» Excerpted data:

-=-=-

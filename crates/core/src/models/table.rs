//! Table model - a shaped table with numbered seats

use std::collections::BTreeMap;
use std::ops::RangeInclusive;

use serde::{Deserialize, Serialize};
use uuid::Uuid;

use super::Guest;

/// Stable identity of a table, independent of its display number
#[derive(Debug, Clone, Copy, PartialEq, Eq, Hash, PartialOrd, Ord, Serialize, Deserialize)]
#[serde(transparent)]
pub struct TableId(pub Uuid);

impl TableId {
    pub fn new() -> Self {
        Self(Uuid::new_v4())
    }
}

impl Default for TableId {
    fn default() -> Self {
        Self::new()
    }
}

impl std::fmt::Display for TableId {
    fn fmt(&self, f: &mut std::fmt::Formatter<'_>) -> std::fmt::Result {
        write!(f, "{}", self.0)
    }
}

/// Table shapes supported by the seat calculator
#[derive(Debug, Clone, Copy, PartialEq, Eq, Hash, Serialize, Deserialize)]
#[serde(rename_all = "lowercase")]
pub enum TableShape {
    Round,
    Rectangle,
}

impl TableShape {
    pub fn label(&self) -> &'static str {
        match self {
            TableShape::Round => "Round",
            TableShape::Rectangle => "Rectangle",
        }
    }
}

impl std::fmt::Display for TableShape {
    fn fmt(&self, f: &mut std::fmt::Formatter<'_>) -> std::fmt::Result {
        write!(f, "{}", self.label())
    }
}

/// A point on the layout canvas or in a table's local space
#[derive(Debug, Clone, Copy, PartialEq, Default, Serialize, Deserialize)]
pub struct Point {
    pub x: f64,
    pub y: f64,
}

impl Point {
    pub const fn new(x: f64, y: f64) -> Self {
        Self { x, y }
    }

    /// Clamp both coordinates into the positive quadrant.
    ///
    /// NaN collapses to zero.
    pub fn clamped_non_negative(self) -> Self {
        Self {
            x: self.x.max(0.0),
            y: self.y.max(0.0),
        }
    }
}

/// A table on the layout canvas
#[derive(Debug, Clone, PartialEq, Serialize, Deserialize)]
pub struct Table {
    pub id: TableId,
    /// Display label; kept unique by convention only
    pub number: u32,
    pub shape: TableShape,
    /// Fixed at creation
    pub seat_count: u32,
    /// Top-left corner on the layout canvas
    pub position: Point,
    /// Seat number (1-based) to the guest sitting there
    #[serde(default)]
    pub guests: BTreeMap<u32, Guest>,
    #[serde(default)]
    pub description: Option<String>,
}

impl Table {
    pub fn new(number: u32, shape: TableShape, seat_count: u32, position: Point) -> Self {
        Self {
            id: TableId::new(),
            number,
            shape,
            seat_count,
            position,
            guests: BTreeMap::new(),
            description: None,
        }
    }

    /// Valid seat numbers for this table
    pub fn seats(&self) -> RangeInclusive<u32> {
        1..=self.seat_count
    }

    pub fn has_seat(&self, seat: u32) -> bool {
        self.seats().contains(&seat)
    }

    pub fn guest(&self, seat: u32) -> Option<&Guest> {
        self.guests.get(&seat)
    }

    pub fn occupied_seats(&self) -> u32 {
        self.guests.len() as u32
    }

    pub fn open_seats(&self) -> u32 {
        self.seat_count.saturating_sub(self.occupied_seats())
    }

    pub fn is_full(&self) -> bool {
        self.open_seats() == 0
    }
}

-=-=-

» Activity:
Would you print each line of the listing again, unaltered?

» Answer to this exercise:
filename crates/core/src/models/table.rs
//! Table model - a shaped table with numbered seats

use std::collections::BTreeMap;
use std::ops::RangeInclusive;

use serde::{Deserialize, Serialize};
use uuid::Uuid;

use super::Guest;

/// Stable identity of a table, independent of its display number
#[derive(Debug, Clone, Copy, PartialEq, Eq, Hash, PartialOrd, Ord, Serialize, Deserialize)]
#[serde(transparent)]
pub struct TableId(pub Uuid);

impl TableId {
    pub fn new() -> Self {
        Self(Uuid::new_v4())
    }
}

impl Default for TableId {
    fn default() -> Self {
        Self::new()
    }
}

impl std::fmt::Display for TableId {
    fn fmt(&self, f: &mut std::fmt::Formatter<'_>) -> std::fmt::Result {
        write!(f, "{}", self.0)
    }
}

/// Table shapes supported by the seat calculator
#[derive(Debug, Clone, Copy, PartialEq, Eq, Hash, Serialize, Deserialize)]
#[serde(rename_all = "lowercase")]
pub enum TableShape {
    Round,
    Rectangle,
}

impl TableShape {
    pub fn label(&self) -> &'static str {
        match self {
            TableShape::Round => "Round",
            TableShape::Rectangle => "Rectangle",
        }
    }
}

impl std::fmt::Display for TableShape {
    fn fmt(&self, f: &mut std::fmt::Formatter<'_>) -> std::fmt::Result {
        write!(f, "{}", self.label())
    }
}

/// A point on the layout canvas or in a table's local space
#[derive(Debug, Clone, Copy, PartialEq, Default, Serialize, Deserialize)]
pub struct Point {
    pub x: f64,
    pub y: f64,
}

impl Point {
    pub const fn new(x: f64, y: f64) -> Self {
        Self { x, y }
    }

    /// Clamp both coordinates into the positive quadrant.
    ///
    /// NaN collapses to zero.
    pub fn clamped_non_negative(self) -> Self {
        Self {
            x: self.x.max(0.0),
            y: self.y.max(0.0),
        }
    }
}

/// A table on the layout canvas
#[derive(Debug, Clone, PartialEq, Serialize, Deserialize)]
pub struct Table {
    pub id: TableId,
    /// Display label; kept unique by convention only
    pub number: u32,
    pub shape: TableShape,
    /// Fixed at creation
    pub seat_count: u32,
    /// Top-left corner on the layout canvas
    pub position: Point,
    /// Seat number (1-based) to the guest sitting there
    #[serde(default)]
    pub guests: BTreeMap<u32, Guest>,
    #[serde(default)]
    pub description: Option<String>,
}

impl Table {
    pub fn new(number: u32, shape: TableShape, seat_count: u32, position: Point) -> Self {
        Self {
            id: TableId::new(),
            number,
            shape,
            seat_count,
            position,
            guests: BTreeMap::new(),
            description: None,
        }
    }

    /// Valid seat numbers for this table
    pub fn seats(&self) -> RangeInclusive<u32> {
        1..=self.seat_count
    }

    pub fn has_seat(&self, seat: u32) -> bool {
        self.seats().contains(&seat)
    }

    pub fn guest(&self, seat: u32) -> Option<&Guest> {
        self.guests.get(&seat)
    }

    pub fn occupied_seats(&self) -> u32 {
        self.guests.len() as u32
    }

    pub fn open_seats(&self) -> u32 {
        self.seat_count.saturating_sub(self.occupied_seats())
    }

    pub fn is_full(&self) -> bool {
        self.open_seats() == 0
    }
}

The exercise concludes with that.